Introduction Hemorrhage can complicate reperfusion injury in myocardial infarction, but no in vivo imaging method exists. We hypothesized that a T2*-weighted cardiovascular magnetic resonance imaging (CMR) sequence accurately detects myocardial hemorrhage in vivo. Methods Reperfused myocardial infarcts were generated in 14 dogs by ligation of the LAD for 3– 6 hours. At day 3, a CMR study was performed using established sequences for quantification of function, microvascular obstruction and myocardial infarction in short axis slices covering the entire myocardium. For hemorrhage, a T2*-weighted multi-echo gradient-echo sequence was applied (TE=35msec, TR=1 RR, FOV 380x280mm, matrix 256 x 192). A segmental analysis was performed using 6 segments per slice: T2*-segments were considered hemorrhagic when signal intensity was >2 standard deviations below the mean of remote myocardium. The contrast-to-noise ratio of hemorrhagic segments over normal segments was assessed. Post-mortem TTC staining was performed with infarcted and hemorrhagic areas analyzed with the same segmental approach. In vivo/ ex vivo correlation statistics were performed. Results In 14 dogs, 378 segments were assessed.
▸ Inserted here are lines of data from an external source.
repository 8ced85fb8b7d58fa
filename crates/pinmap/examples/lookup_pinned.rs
#![allow(clippy::expect_used, clippy::panic)]

//! Look up one key in a pinned BPF map on the running kernel.
//!
//! Usage:
//!   PINMAP_PATH=/sys/fs/bpf/tc/globals/cilium_ipcache \
//!   PINMAP_TYPE=lpm_trie PINMAP_KEY_SIZE=24 PINMAP_VALUE_SIZE=16 \
//!   PINMAP_KEY=200000000a000001000000000000000000000000000000ff \
//!   RUST_LOG=pinmap=debug \
//!       cargo run --example lookup_pinned -p pinmap --features live-kernel
//!
//! `PINMAP_MAX_VALUE_SIZE` widens the output buffer for per-CPU maps.

use pinmap::{MapSchema, MapType, PinnedMap};
use tracing_subscriber::EnvFilter;

fn env(name: &str) -> String {
    std::env::var(name).unwrap_or_else(|_| panic!("{name} environment variable not set"))
}

fn env_u32(name: &str, default: Option<u32>) -> u32 {
    match (std::env::var(name), default) {
        (Ok(v), _) => v
            .parse()
            .unwrap_or_else(|e| panic!("{name}={v:?} is not a number: {e}")),
        (Err(_), Some(d)) => d,
        (Err(_), None) => panic!("{name} environment variable not set"),
    }
}

fn main() {
    tracing_subscriber::fmt()
        .with_env_filter(EnvFilter::from_default_env())
        .init();

    let path = env("PINMAP_PATH");
    let map_type: MapType = serde_json::from_value(serde_json::Value::String(env("PINMAP_TYPE")))
        .expect("PINMAP_TYPE must be a map type name such as hash or percpu_array");
    let key = hex::decode(env("PINMAP_KEY")).expect("PINMAP_KEY must be hex");
    let key_size = env_u32("PINMAP_KEY_SIZE", Some(key.len() as u32));
    let value_size = env_u32("PINMAP_VALUE_SIZE", None);
    let max_value_size = env_u32("PINMAP_MAX_VALUE_SIZE", Some(0));

    let schema = MapSchema::new(map_type, key_size, value_size, max_value_size);
    let mut map = PinnedMap::new(schema);

    if !map.open(&path) {
        println!("Failed to open {path} (set RUST_LOG=pinmap=debug for details)");
        return;
    }

    println!("Opened:          {path}");
    println!("Map type:        {}", map.map_type());
    println!("Key size:        {}", map.key_size());
    println!(
        "Value size:      {} (min {}, max {})",
        map.real_value_size().unwrap_or_default(),
        map.min_value_size(),
        map.max_value_size()
    );

    match map.lookup_value(&key) {
        Some(value) => {
            let shown = &value[..map.min_value_size() as usize];
            println!("Value:           {}", hex::encode(shown));
            if value.len() > shown.len() {
                println!("Trailing bytes:  {}", hex::encode(&value[shown.len()..]));
            }
        }
        None => println!("No entry for key {}", hex::encode(&key)),
    }
}
use lingo_types::{LanguagePair, TranslationResult};

/// Shown when the service fails without saying why
pub const GENERIC_FAILURE: &str = "Translation failed. Please try again.";

/// Translation provider interface
#[async_trait::async_trait]
pub trait Translator: Send + Sync {
    /// Translate text from `pair.source` to `pair.target`.
    ///
    /// One attempt only; retrying is left to the user.
    async fn translate(
        &self,
        text: &str,
        pair: &LanguagePair,
    ) -> Result<TranslationResult, TranslateError>;
}

#[derive(Debug, thiserror::Error)]
pub enum TranslateError {
    #[error("API error ({status}): {}", .detail.as_deref().unwrap_or("no detail"))]
    ApiError { status: u16, detail: Option<String> },

    #[error("Network error: {0}")]
    NetworkError(#[from] reqwest::Error),

    #[error("Request timed out")]
    Timeout,

    #[error("Malformed response: {0}")]
    MalformedResponse(String),
}

impl TranslateError {
    /// Text for the user: the service's own detail when it sent one
    pub fn message(&self) -> String {
        match self {
            TranslateError::ApiError {
                detail: Some(detail),
                ..
            } if !detail.trim().is_empty() => detail.clone(),
            _ => GENERIC_FAILURE.to_string(),
        }
    }
}
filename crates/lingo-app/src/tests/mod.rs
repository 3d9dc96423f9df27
mod support;
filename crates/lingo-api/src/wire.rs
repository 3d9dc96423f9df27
//! JSON shapes exchanged with the translation backend.

use std::collections::BTreeMap;

use chrono::{DateTime, NaiveDateTime, Utc};
use lingo_types::{Alternative, HistoryRecord, LanguagePair, TranslationResult};
use serde::{Deserialize, Deserializer, Serialize};

#[derive(Serialize)]
pub(crate) struct TranslateBody<'a> {
    pub text: &'a str,
    pub from_lang: &'a str,
    pub to_lang: &'a str,
}

#[derive(Debug, Deserialize)]
pub(crate) struct TranslationDto {
    pub id: String,
    pub text: String,
    pub from_lang: String,
    pub to_lang: String,
    pub main_translation: String,
    #[serde(default)]
    pub alternatives: Vec<Alternative>,
    #[serde(deserialize_with = "timestamp")]
    pub timestamp: DateTime<Utc>,
}

impl From<TranslationDto> for HistoryRecord {
    fn from(dto: TranslationDto) -> Self {
        HistoryRecord {
            id: dto.id,
            result: TranslationResult {
                main_translation: dto.main_translation,
                alternatives: dto.alternatives,
                source_pair: LanguagePair::new(dto.from_lang, dto.to_lang),
                source_text: dto.text,
                timestamp: dto.timestamp,
            },
        }
    }
}

#[derive(Debug, Deserialize)]
pub(crate) struct HistoryDto {
    #[serde(default)]
    pub translations: Vec<TranslationDto>,
}

#[derive(Debug, Deserialize)]
pub(crate) struct LanguagesDto {
    pub languages: BTreeMap<String, String>,
}

/// Error body. `detail` is a string for handled errors and a list for
/// request validation failures.
#[derive(Debug, Deserialize)]
pub(crate) struct ErrorDto {
    detail: Option<serde_json::Value>,
}

impl ErrorDto {
    pub fn into_detail(self) -> Option<String> {
        match self.detail? {
            serde_json::Value::String(detail) => Some(detail),
            serde_json::Value::Null => None,
            other => Some(other.to_string()),
        }
    }
}

#[derive(Debug, Clone, Deserialize)]
pub struct Health {
    pub status: String,
    #[serde(default)]
    pub message: String,
}

/// ISO-8601 with or without an offset; naive values are UTC
fn timestamp<'de, D>(deserializer: D) -> Result<DateTime<Utc>, D::Error>
where
    D: Deserializer<'de>,
{
    let raw = String::deserialize(deserializer)?;
    parse_timestamp(&raw).ok_or_else(|| serde::de::Error::custom(format!("invalid timestamp: {raw}")))
}

pub(crate) fn parse_timestamp(raw: &str) -> Option<DateTime<Utc>> {
    if let Ok(dt) = DateTime::parse_from_rfc3339(raw) {
        return Some(dt.with_timezone(&Utc));
    }
    NaiveDateTime::parse_from_str(raw, "%Y-%m-%dT%H:%M:%S%.f")
        .ok()
        .map(|naive| naive.and_utc())
}

#[cfg(test)]
mod tests {
    use chrono::Timelike;

    use super::*;

    #[test]
    fn naive_and_offset_timestamps_parse() {
        let naive = parse_timestamp("2025-03-01T10:15:30.123456").unwrap();
        assert_eq!(naive.hour(), 10);

        let offset = parse_timestamp("2025-03-01T12:15:30+02:00").unwrap();
        assert_eq!(offset.hour(), 10);

        assert!(parse_timestamp("yesterday").is_none());
    }

    #[test]
    fn translation_maps_to_record() {
        let body = r#"{
            "id": "5b1f",
            "text": "merhaba",
            "from_lang": "tr",
            "to_lang": "en",
            "main_translation": "hello",
            "alternatives": [
                {"translation": "hi", "context": "informal", "explanation": "casual greeting"},
                {"translation": "greetings"}
            ],
            "timestamp": "2025-03-01T10:15:30.123456"
        }"#;

        let record: HistoryRecord = serde_json::from_str::<TranslationDto>(body).unwrap().into();
        assert_eq!(record.id, "5b1f");
        assert_eq!(record.result.source_pair, LanguagePair::new("tr", "en"));
        assert_eq!(record.result.alternatives.len(), 2);
        assert_eq!(record.result.alternatives[0].context, "informal");
        assert_eq!(record.result.alternatives[1].explanation, "");
    }

    #[test]
    fn error_detail_shapes() {
        let text: ErrorDto = serde_json::from_str(r#"{"detail": "Text cannot be empty"}"#).unwrap();
        assert_eq!(text.into_detail().as_deref(), Some("Text cannot be empty"));

        let list: ErrorDto = serde_json::from_str(r#"{"detail": [{"msg": "field required"}]}"#).unwrap();
        assert!(list.into_detail().unwrap().contains("field required"));

        let none: ErrorDto = serde_json::from_str("{}").unwrap();
        assert!(none.into_detail().is_none());
    }
}
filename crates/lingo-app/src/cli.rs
use std::path::PathBuf;

use clap::Parser;
use lingo_config::Config;

#[derive(Debug, Parser)]
#[command(name = "lingo", about = "Translate text with alternatives and history")]
pub struct Cli {
    /// JSON profile to load instead of the defaults
    #[arg(long)]
    pub config: Option<PathBuf>,

    /// Source language code
    #[arg(long)]
    pub from: Option<String>,

    /// Target language code
    #[arg(long)]
    pub to: Option<String>,

    /// Translation backend URL
    #[arg(long)]
    pub api_url: Option<String>,

    /// Emit logs as JSON
    #[arg(long)]
    pub json_logs: bool,
}

impl Cli {
    /// Profile or environment defaults, then flags on top
    pub fn resolve_config(&self) -> anyhow::Result<Config> {
        let mut config = match &self.config {
            Some(path) => Config::load(path)?,
            None => Config::new(),
        };

        if let Some(from) = &self.from {
            config.session.from_lang = from.clone();
        }
        if let Some(to) = &self.to {
            config.session.to_lang = to.clone();
        }
        if let Some(url) = &self.api_url {
            config.api.base_url = url.clone();
        }

        Ok(config)
    }
}
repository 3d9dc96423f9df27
use crate::events::{AppEvent, EventContext};
use crate::state::ClientState;

pub async fn handle_select(
    ctx: &EventContext,
    client: &mut ClientState,
    index: usize,
) -> anyhow::Result<()> {
    if client.session.select_output(index).is_none() {
        let notice = match client.session.result() {
            Some(result) => format!(
                "No output {index}: choose 0-{}",
                result.alternatives.len()
            ),
            None => "Nothing to select yet".to_string(),
        };
        return ctx.show(AppEvent::Notice(notice)).await;
    }

    ctx.show_session(client).await
}

pub async fn handle_pick(
    ctx: &EventContext,
    client: &mut ClientState,
    text: String,
) -> anyhow::Result<()> {
    client.session.select(text);
    ctx.show_session(client).await
}
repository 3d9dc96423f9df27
use lingo_history::HistoryError;
use lingo_types::HistoryRecord;

use crate::events::{AppEvent, EventContext};
use crate::state::ClientState;

pub fn handle_history_loaded(
    client: &mut ClientState,
    epoch: u64,
    listing: Result<Vec<HistoryRecord>, HistoryError>,
) {
    client.history.apply_listing_from(epoch, listing);
}

/// Show a past translation; `index` is 1-based as listed
pub async fn handle_load(
    ctx: &EventContext,
    client: &mut ClientState,
    index: usize,
) -> anyhow::Result<()> {
    let Some(record) = index
        .checked_sub(1)
        .and_then(|i| client.history.get(i))
        .cloned()
    else {
        return ctx
            .show(AppEvent::Notice(format!("No history entry {index}")))
            .await;
    };

    tracing::debug!("Loading history record {}", record.id);
    client.session.load_from_history(&record);
    ctx.show_session(client).await
}

pub async fn handle_clear(ctx: &EventContext, client: &mut ClientState) -> anyhow::Result<()> {
    // Detached: the outcome is only logged
    let _ = client.history.clear(ctx.state.history_store.clone());
    ctx.show(AppEvent::Notice("History cleared".to_string()))
        .await
}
Of the T2* CMR segments, 10.2% were excluded due to artifacts; 27 segments yielded a signal drop consistent with hemorrhage (see figure ). The correlation with ex vivo TTC staining was R=0.79 and contrast-to-noise ratio was 9.2±3.4. Sensitivity to detect a hemorrhagic segment was 77%, specificity 99%. Conclusion T2*-weighted CMR accurately detects reperfusion hemorrhage in vivo. The method may be applied in patients to study hemorrhage as a complication of reperfusion injury.

Published

2007